Collected data:
Content starts
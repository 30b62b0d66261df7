//! JSON-LD Metadata Parsing
//!
//! Reads the first `application/ld+json` block on the page. Every lookup
//! returns `Option`; malformed or oddly shaped data simply yields `None`.

use chrono::{DateTime, FixedOffset, NaiveDate, NaiveDateTime};
use serde::Deserialize;
use serde_json::{Map, Value};
use tracing::{debug, warn};

use crate::dom::{self, Document};
use crate::patterns::JSON_LD_SELECTOR;

/// Display format for publish dates, e.g. `Jan 05, 2024`.
pub const DISPLAY_DATE_FORMAT: &str = "%b %d, %Y";

/// The `author` field is either a list of people or a single person.
#[derive(Debug, Deserialize)]
#[serde(untagged)]
enum AuthorField {
    Many(Vec<Value>),
    One(Person),
}

#[derive(Debug, Deserialize)]
struct Person {
    name: Option<String>,
}

/// Decoded top-level JSON-LD object.
#[derive(Debug, Clone, Default)]
pub struct LinkedData {
    data: Map<String, Value>,
}

impl LinkedData {
    /// Parse a raw JSON-LD payload. Only a top-level object is accepted.
    #[must_use]
    pub fn parse(json_text: &str) -> Option<Self> {
        match serde_json::from_str::<Value>(json_text.trim()) {
            Ok(Value::Object(data)) => Some(Self { data }),
            Ok(_) => {
                debug!("JSON-LD block is not an object");
                None
            }
            Err(err) => {
                warn!(error = %err, "malformed JSON-LD block");
                None
            }
        }
    }

    /// Name of the first listed author, or of the single author object.
    #[must_use]
    pub fn author_name(&self) -> Option<String> {
        let raw = self.data.get("author")?;
        let person = match serde_json::from_value::<AuthorField>(raw.clone()).ok()? {
            AuthorField::Many(people) => {
                serde_json::from_value::<Person>(people.into_iter().next()?).ok()?
            }
            AuthorField::One(person) => person,
        };
        person.name
    }

    /// `datePublished`, reformatted for display.
    #[must_use]
    pub fn published_date(&self) -> Option<String> {
        let raw = self.data.get("datePublished")?.as_str()?;
        if raw.is_empty() {
            return None;
        }
        match parse_iso_date(raw) {
            Some(date) => Some(date.format(DISPLAY_DATE_FORMAT).to_string()),
            None => {
                warn!(date = raw, "unparsable datePublished");
                None
            }
        }
    }
}

/// Decode the first JSON-LD script on the page.
#[must_use]
pub fn extract_json_ld(doc: &Document) -> Option<LinkedData> {
    let script = doc.select(JSON_LD_SELECTOR).first();
    if script.is_empty() {
        return None;
    }
    LinkedData::parse(&dom::text_content(&script))
}

/// Parse an ISO-8601 timestamp and return the calendar date in its own offset.
///
/// A trailing `Z` is read as `+00:00`. Date-only and offset-less forms are
/// accepted as well.
#[must_use]
pub fn parse_iso_date(raw: &str) -> Option<NaiveDate> {
    let raw = raw.trim();
    let normalized = match raw.strip_suffix('Z') {
        Some(stem) => format!("{stem}+00:00"),
        None => raw.to_string(),
    };

    if let Ok(dt) = DateTime::parse_from_rfc3339(&normalized) {
        return Some(dt.date_naive());
    }

    const OFFSET_FORMATS: &[&str] = &[
        "%Y-%m-%dT%H:%M:%S%.f%:z",
        "%Y-%m-%dT%H:%M%:z",
        "%Y-%m-%d %H:%M:%S%.f%:z",
        "%Y-%m-%dT%H:%M:%S%.f%z",
    ];
    for fmt in OFFSET_FORMATS {
        if let Ok(dt) = DateTime::<FixedOffset>::parse_from_str(&normalized, fmt) {
            return Some(dt.date_naive());
        }
    }

    const NAIVE_FORMATS: &[&str] = &[
        "%Y-%m-%dT%H:%M:%S%.f",
        "%Y-%m-%dT%H:%M",
        "%Y-%m-%d %H:%M:%S%.f",
        "%Y-%m-%d %H:%M",
    ];
    for fmt in NAIVE_FORMATS {
        if let Ok(dt) = NaiveDateTime::parse_from_str(&normalized, fmt) {
            return Some(dt.date());
        }
    }

    NaiveDate::parse_from_str(&normalized, "%Y-%m-%d").ok()
}

#[cfg(test)]
mod tests {
    use super::*;

    fn linked(json: &str) -> LinkedData {
        match LinkedData::parse(json) {
            Some(data) => data,
            None => panic!("expected JSON-LD object, got None for {json}"),
        }
    }

    #[test]
    fn test_author_from_list() {
        let data = linked(r#"{"author":[{"name":"Ada"},{"name":"Grace"}]}"#);
        assert_eq!(data.author_name().as_deref(), Some("Ada"));
    }

    #[test]
    fn test_author_from_object() {
        let data = linked(r#"{"author":{"@type":"Person","name":"Carol","url":"x"}}"#);
        assert_eq!(data.author_name().as_deref(), Some("Carol"));
    }

    #[test]
    fn test_author_wrong_shapes() {
        assert!(linked(r#"{"author":"Just A String"}"#).author_name().is_none());
        assert!(linked(r#"{"author":[]}"#).author_name().is_none());
        assert!(linked(r#"{"author":["Plain"]}"#).author_name().is_none());
        assert!(linked(r#"{"author":{"url":"x"}}"#).author_name().is_none());
        assert!(linked(r#"{"author":{"name":42}}"#).author_name().is_none());
        assert!(linked(r#"{"headline":"x"}"#).author_name().is_none());
    }

    #[test]
    fn test_malformed_and_non_object() {
        assert!(LinkedData::parse("{not json").is_none());
        assert!(LinkedData::parse(r#"[{"author":{"name":"x"}}]"#).is_none());
        assert!(LinkedData::parse("").is_none());
    }

    #[test]
    fn test_published_date_utc_suffix() {
        let data = linked(r#"{"datePublished":"2024-01-05T12:00:00Z"}"#);
        assert_eq!(data.published_date().as_deref(), Some("Jan 05, 2024"));
    }

    #[test]
    fn test_published_date_keeps_own_offset() {
        let data = linked(r#"{"datePublished":"2024-03-01T23:30:00-05:00"}"#);
        assert_eq!(data.published_date().as_deref(), Some("Mar 01, 2024"));
    }

    #[test]
    fn test_published_date_rejects_garbage() {
        assert!(linked(r#"{"datePublished":"yesterday"}"#).published_date().is_none());
        assert!(linked(r#"{"datePublished":""}"#).published_date().is_none());
        assert!(linked(r#"{"datePublished":20240105}"#).published_date().is_none());
    }

    #[test]
    fn test_parse_iso_date_variants() {
        let jan5 = NaiveDate::from_ymd_opt(2024, 1, 5);
        assert_eq!(parse_iso_date("2024-01-05"), jan5);
        assert_eq!(parse_iso_date("2024-01-05T08:15:00"), jan5);
        assert_eq!(parse_iso_date("2024-01-05T08:15:00.123Z"), jan5);
        assert_eq!(parse_iso_date("2024-01-05T08:15:00+02:00"), jan5);
        assert_eq!(parse_iso_date("2024-13-05"), None);
    }

    #[test]
    fn test_extract_json_ld_uses_first_block() {
        let doc = dom::parse(
            r#"<html><head>
            <script type="application/ld+json">{"author":{"name":"First"}}</script>
            <script type="application/ld+json">{"author":{"name":"Second"}}</script>
            </head><body></body></html>"#,
        );
        let data = extract_json_ld(&doc).and_then(|d| d.author_name());
        assert_eq!(data.as_deref(), Some("First"));
    }

    #[test]
    fn test_extract_json_ld_absent() {
        let doc = dom::parse("<html><body><p>No data</p></body></html>");
        assert!(extract_json_ld(&doc).is_none());
    }
}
Content ends
WHAT IS BEING ASKED:
Start with the first line of the data and print every line exactly. The line containing "pub const DISPLAY_DATE_FORMAT: &str" is the last one to include.

WRITTEN ANSWER:
repository 30b62b0d66261df7
//! JSON-LD Metadata Parsing
//!
//! Reads the first `application/ld+json` block on the page. Every lookup
//! returns `Option`; malformed or oddly shaped data simply yields `None`.

use chrono::{DateTime, FixedOffset, NaiveDate, NaiveDateTime};
use serde::Deserialize;
use serde_json::{Map, Value};
use tracing::{debug, warn};

use crate::dom::{self, Document};
use crate::patterns::JSON_LD_SELECTOR;

/// Display format for publish dates, e.g. `Jan 05, 2024`.
pub const DISPLAY_DATE_FORMAT: &str = "%b %d, %Y";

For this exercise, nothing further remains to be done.